110. Intra-laminar Mini-laminotomy for Infra-conus Selective Dorsal Rhizotomy Approach for Minimally-Invasive Management of Spasticity

Authors: Neena Ishwari Marupudi, MD, FAANS

Introduction:
Selective dorsal rhizotomy (SDR) for treating spasticity in children with cerebral palsy is an effective, well-validated surgical approach. Conventional techniques include multi-level-laminectomy, single-level-laminectomy at conus, and infra-conus single-level-laminectomy. We present a novel modification of the infra-conus technique: an intra-laminar, mini-laminotomy (ILML) approach for minimally-invasive SDR with limited or no bone removal. This technique may minimize pain, deformity, and allow earlier patient mobility/therapy.Methods: Patients undergoing SDR with ILML approach at Children’s Hospital of Michigan (2018-August 2021) were included in the study (n=33, follow-up: 3-months to 3.5-years). Twenty-eight patients with spastic diplegia underwent preoperative and serial postoperative assessment of gross-motor-function-measures (GMFM), strength, endurance, and tone.
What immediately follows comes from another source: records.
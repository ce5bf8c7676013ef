use crate::engine::error::{FeedError, Result};
use serde::{Deserialize, Serialize};
use std::collections::BTreeMap;

/// Kind of input a form field renders
#[derive(Debug, Clone, Copy, PartialEq, Eq, Serialize, Deserialize)]
#[serde(rename_all = "lowercase")]
pub enum InputType {
    Text,
    Email,
    Name,
    Select,
    Radio,
    Checkbox,
    Hidden,
    Textarea,
    #[serde(other)]
    Other,
}

impl InputType {
    /// Separator used when a composite value of this type is flattened
    pub fn join_separator(&self) -> &'static str {
        match self {
            InputType::Name => " ",
            _ => ", ",
        }
    }
}

/// A sub-input of a composite field, e.g. `1.3` (first name) of name field `1`
#[derive(Debug, Clone, PartialEq, Eq, Serialize, Deserialize)]
pub struct FieldInput {
    pub id: String,
    #[serde(default)]
    pub label: String,
}

#[derive(Debug, Clone, PartialEq, Eq, Serialize, Deserialize)]
pub struct FieldDefinition {
    pub id: String,
    #[serde(default)]
    pub label: String,
    #[serde(rename = "type")]
    pub input_type: InputType,
    #[serde(default)]
    pub supports_conditional_logic: bool,
    /// Sub-inputs, in display order. Empty for simple fields.
    #[serde(default)]
    pub inputs: Vec<FieldInput>,
}

impl FieldDefinition {
    pub fn is_composite(&self) -> bool {
        !self.inputs.is_empty()
    }
}

/// The form definition a submission was made against
#[derive(Debug, Clone, Default, PartialEq, Eq, Serialize, Deserialize)]
pub struct FormSchema {
    pub id: u64,
    #[serde(default)]
    pub title: String,
    #[serde(default)]
    pub fields: Vec<FieldDefinition>,
}

impl FormSchema {
    // Load a form schema from JSON string
    pub fn from_json(json_str: &str) -> Result<Self> {
        serde_json::from_str(json_str).map_err(FeedError::from_serde)
    }

    /// Finds the field with the given id
    pub fn field(&self, id: &str) -> Option<&FieldDefinition> {
        self.fields.iter().find(|field| field.id == id)
    }

    /// Finds the composite field owning the given sub-input id
    pub fn parent_of(&self, input_id: &str) -> Option<&FieldDefinition> {
        self.fields
            .iter()
            .find(|field| field.inputs.iter().any(|input| input.id == input_id))
    }
}

/// A submitted value: either plain text or a composite keyed by sub-input id
#[derive(Debug, Clone, PartialEq, Eq, Serialize, Deserialize)]
#[serde(untagged)]
pub enum EntryValue {
    Text(String),
    Composite(BTreeMap<String, String>),
}

impl From<&str> for EntryValue {
    fn from(value: &str) -> Self {
        EntryValue::Text(value.to_string())
    }
}

impl From<String> for EntryValue {
    fn from(value: String) -> Self {
        EntryValue::Text(value)
    }
}

/// One form submission
#[derive(Debug, Clone, Default, PartialEq, Eq, Serialize, Deserialize)]
pub struct Entry {
    pub id: u64,
    #[serde(default)]
    pub form_id: u64,
    #[serde(default, skip_serializing_if = "Option::is_none")]
    pub date_created: Option<String>,
    #[serde(default, skip_serializing_if = "Option::is_none")]
    pub source_url: Option<String>,
    #[serde(default, skip_serializing_if = "Option::is_none")]
    pub ip: Option<String>,
    #[serde(default)]
    pub values: BTreeMap<String, EntryValue>,
}

impl Entry {
    pub fn new(id: u64, form_id: u64) -> Self {
        Self {
            id,
            form_id,
            ..Default::default()
        }
    }

    // Load an entry from JSON string
    pub fn from_json(json_str: &str) -> Result<Self> {
        serde_json::from_str(json_str).map_err(FeedError::from_serde)
    }

    /// Adds a submitted value, builder style
    pub fn with_value(mut self, field_id: impl Into<String>, value: impl Into<EntryValue>) -> Self {
        self.values.insert(field_id.into(), value.into());
        self
    }

    pub fn value(&self, field_id: &str) -> Option<&EntryValue> {
        self.values.get(field_id)
    }

    /// Entry meta addressable through a field map, the way form fields are
    pub fn meta(&self, key: &str) -> Option<String> {
        match key {
            "id" => Some(self.id.to_string()),
            "form_id" => Some(self.form_id.to_string()),
            "date_created" => self.date_created.clone(),
            "source_url" => self.source_url.clone(),
            "ip" => self.ip.clone(),
            _ => None,
        }
    }
}
use crate::engine::error::ValidationError;

/// Characters permitted in the local part of an address
const LOCAL_PART_SPECIALS: &str = "!#$%&'*+/=?^_`{|}~.-";

/// Validate a resolved email value, returning the trimmed address
///
/// A malformed value is reported exactly as submitted, surrounding whitespace included.
pub fn validate_email(value: Option<&str>) -> Result<String, ValidationError> {
    let submitted = value.unwrap_or_default();
    let email = submitted.trim();

    if email.is_empty() {
        return Err(ValidationError::MissingEmail);
    }

    if !is_email(email) {
        return Err(ValidationError::InvalidEmail(submitted.to_string()));
    }

    Ok(email.to_string())
}

/// Structural email check: `local@domain.tld`, conservative character sets,
/// no empty or hyphen-bounded domain labels.
pub fn is_email(email: &str) -> bool {
    if email.len() < 6 {
        return false;
    }

    let Some((local, domain)) = email.split_once('@') else {
        return false;
    };

    if local.is_empty()
        || !local
            .chars()
            .all(|c| c.is_ascii_alphanumeric() || LOCAL_PART_SPECIALS.contains(c))
    {
        return false;
    }

    if domain.contains("..") || domain.starts_with('.') || domain.ends_with('.') {
        return false;
    }

    let labels: Vec<&str> = domain.split('.').collect();
    if labels.len() < 2 {
        return false;
    }

    labels.iter().all(|label| {
        !label.is_empty()
            && !label.starts_with('-')
            && !label.ends_with('-')
            && label.chars().all(|c| c.is_ascii_alphanumeric() || c == '-')
    })
}

#[cfg(test)]
mod tests {
    use super::*;

    #[test]
    fn test_valid_addresses() {
        assert!(is_email("jane@example.com"));
        assert!(is_email("jane.doe+news@mail.example.co.uk"));
        assert!(is_email("a@b.co"));
    }

    #[test]
    fn test_invalid_addresses() {
        assert!(!is_email("not-an-email"));
        assert!(!is_email("a@b.c"));
        assert!(!is_email("@example.com"));
        assert!(!is_email("jane@example"));
        assert!(!is_email("jane@@example.com"));
        assert!(!is_email("jane@exa..mple.com"));
        assert!(!is_email("jane@.example.com"));
        assert!(!is_email("jane@-example.com"));
        assert!(!is_email("ja ne@example.com"));
        assert!(!is_email("First Last"));
    }

    #[test]
    fn test_validate_email() {
        assert_eq!(validate_email(None), Err(ValidationError::MissingEmail));
        assert_eq!(validate_email(Some("")), Err(ValidationError::MissingEmail));
        assert_eq!(validate_email(Some("  \t ")), Err(ValidationError::MissingEmail));
        assert_eq!(
            validate_email(Some("not-an-email")),
            Err(ValidationError::InvalidEmail("not-an-email".to_string()))
        );
        assert_eq!(
            validate_email(Some(" not-an-email ")),
            Err(ValidationError::InvalidEmail(" not-an-email ".to_string()))
        );
        assert_eq!(
            validate_email(Some(" jane@example.com ")),
            Ok("jane@example.com".to_string())
        );
    }
}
Linear mixed model with random-intercept was used to analyze recovery/improvements of function/endurance. Surgical technique entails a 3-cm midline incision spanning the intra-laminar junction just below the conus. Ligamentum flavum is removed in the intra-laminar space, and if necessary, a limited mini-laminotomy is performed. Thecal sac is opened, and using intraoperative electromyography, motor and sensory nerve roots are distinguished. Abnormal sensory nerve rootlets are partially cut. Target muscle groups are determined based on preoperative assessments.
Results:
No patients who underwent SDR with ILML approach developed CSF leak, intractable pain, infection, spinal deformity/kyphosis, or bowel/bladder dysfunction. In patients with spastic diplegia, GMFM surpassed preoperative levels between 3 and 6-months after surgery. The postoperative rate of improvement in GMFM score was 2.03 per month (p < 0.0001). The patients surpassed preoperative endurance measures (6-minute-walk-test) between 12 and 15-months after surgery. The postoperative rate of improvement in 6-minute-walk-test was 62 steps per month (p=0.0006). All patients tolerated initiation of inpatient rehabilitation therapies on postoperative day 3.
Conclusion:
This modified minimally-invasive surgical technique for SDR is feasible, safe, and produces expected clinical outcomes in this patient population. The technique minimizes risk of spinal deformity/kyphosis and intractable pain, while optimizing early participation in inpatient rehabilitation program.